Jusqu’à présent, cinq Rhinolophus les espèces de chauves-souris montrent la présence de ces virus. Une nouvelle expansion de ces études, impliquant différents pays, est susceptible de démontrer la présence de plus de SC2r-CoV dans d’autres Rhinolophus espèce.
Quelles sont les implications?
L’ordre d’affinité de liaison à l’ACE2 humain est le suivant: GX-P5L> SARS-CoV-2> SARS-CoV> RaTG13. Ainsi, malgré le fait que RaTG13 est le seul CoV de chauve-souris avec un RBD qui lie hACE2, il a le rang le plus bas par ordre d’affinité, tandis que le plus élevé provient du pangolin malais. En d’autres termes, la liaison ACE2 ne correspond pas à l’identité de la séquence génomique des SC2r-CoV ou des SC1r-CoV.
Ces résultats suggèrent que « soit ces virus ont subi une recombinaison dans la région RBD, soit ACE2 n’est pas le seul ou le principal récepteur d’entrée utilisé par ces virus chez les chauves-souris. »
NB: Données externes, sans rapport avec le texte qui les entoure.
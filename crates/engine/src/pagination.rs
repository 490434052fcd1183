//! Pagination
//!
//! Pages are 1-based. `offset = (page - 1) * per_page`, `limit = per_page`,
//! and `total_pages = ceil(total_entries / per_page)`. The total is counted
//! under the same conditions as the page itself, ignoring the window.

use std::ops::Deref;

use docmap_core::{Document, Error, Result};

use crate::query::FindOptions;

/// Options for a paginated find
#[derive(Debug, Clone, PartialEq)]
pub struct PaginateOptions {
    /// Field conditions
    pub conditions: Document,
    /// Order clause
    pub order: Option<String>,
    /// Page size; the configured default when `None`
    pub per_page: Option<usize>,
    /// 1-based page number
    pub page: usize,
}

impl Default for PaginateOptions {
    fn default() -> Self {
        Self {
            conditions: Document::new(),
            order: None,
            per_page: None,
            page: 1,
        }
    }
}

impl PaginateOptions {
    /// First page with the default page size
    pub fn new() -> Self {
        Self::default()
    }

    /// Replace the conditions
    pub fn conditions(mut self, conditions: Document) -> Self {
        self.conditions = conditions;
        self
    }

    /// Set the order clause
    pub fn order(mut self, order: impl Into<String>) -> Self {
        self.order = Some(order.into());
        self
    }

    /// Set the page size
    pub fn per_page(mut self, per_page: usize) -> Self {
        self.per_page = Some(per_page);
        self
    }

    /// Set the page number
    pub fn page(mut self, page: usize) -> Self {
        self.page = page;
        self
    }
}

/// Window arithmetic for one page
#[derive(Debug, Clone, Copy, PartialEq, Eq)]
pub struct Pagination {
    per_page: usize,
    page: usize,
}

impl Pagination {
    /// Validate page size and number
    ///
    /// # Errors
    ///
    /// Returns `Error::InvalidArguments` if either is zero.
    pub fn new(per_page: usize, page: usize) -> Result<Self> {
        if per_page == 0 {
            return Err(Error::InvalidArguments("per_page must be at least 1".to_string()));
        }
        if page == 0 {
            return Err(Error::InvalidArguments("page numbers start at 1".to_string()));
        }
        Ok(Self { per_page, page })
    }

    /// Page size
    pub fn per_page(&self) -> usize {
        self.per_page
    }

    /// 1-based page number
    pub fn page(&self) -> usize {
        self.page
    }

    /// Number of records before this page
    pub fn offset(&self) -> usize {
        (self.page - 1).saturating_mul(self.per_page)
    }

    /// Pages needed for `total_entries`
    pub fn total_pages(&self, total_entries: u64) -> u64 {
        let per_page = self.per_page as u64;
        total_entries / per_page + u64::from(total_entries % per_page != 0)
    }

    /// Find options for this page's window
    pub fn window(&self, options: &PaginateOptions) -> FindOptions {
        FindOptions {
            conditions: options.conditions.clone(),
            order: options.order.clone(),
            limit: Some(self.per_page),
            offset: Some(self.offset()),
        }
    }
}

/// One page of results plus totals
///
/// Derefs to the slice of items on the page.
#[derive(Debug, Clone, PartialEq)]
pub struct Page<T> {
    items: Vec<T>,
    total_entries: u64,
    total_pages: u64,
    current_page: usize,
    per_page: usize,
}

impl<T> Page<T> {
    /// Assemble a page
    pub fn new(items: Vec<T>, total_entries: u64, pagination: Pagination) -> Self {
        Self {
            items,
            total_entries,
            total_pages: pagination.total_pages(total_entries),
            current_page: pagination.page(),
            per_page: pagination.per_page(),
        }
    }

    /// Items on this page
    pub fn items(&self) -> &[T] {
        &self.items
    }

    /// Take the items
    pub fn into_items(self) -> Vec<T> {
        self.items
    }

    /// Matching records across all pages
    pub fn total_entries(&self) -> u64 {
        self.total_entries
    }

    /// Number of pages
    pub fn total_pages(&self) -> u64 {
        self.total_pages
    }

    /// 1-based number of this page
    pub fn current_page(&self) -> usize {
        self.current_page
    }

    /// Page size
    pub fn per_page(&self) -> usize {
        self.per_page
    }

    /// Previous page number, if any
    pub fn previous_page(&self) -> Option<usize> {
        (self.current_page > 1).then(|| self.current_page - 1)
    }

    /// Next page number, if any
    pub fn next_page(&self) -> Option<usize> {
        ((self.current_page as u64) < self.total_pages).then(|| self.current_page + 1)
    }
}

impl<T> Deref for Page<T> {
    type Target = [T];

    fn deref(&self) -> &[T] {
        &self.items
    }
}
L’Asie du Sud-Est hébergera probablement de nombreux virus de ce type. La lignée SC2r-CoV est également capable d’une grande diversité, montrant de multiples mutations uniques à chacune des lignées virales de ce groupe. Cela indique « qu’il y a une forte probabilité de trouver le virus progéniteur immédiat du SRAS-CoV-2 avec une surveillance intensifiée et coordonnée au niveau international. »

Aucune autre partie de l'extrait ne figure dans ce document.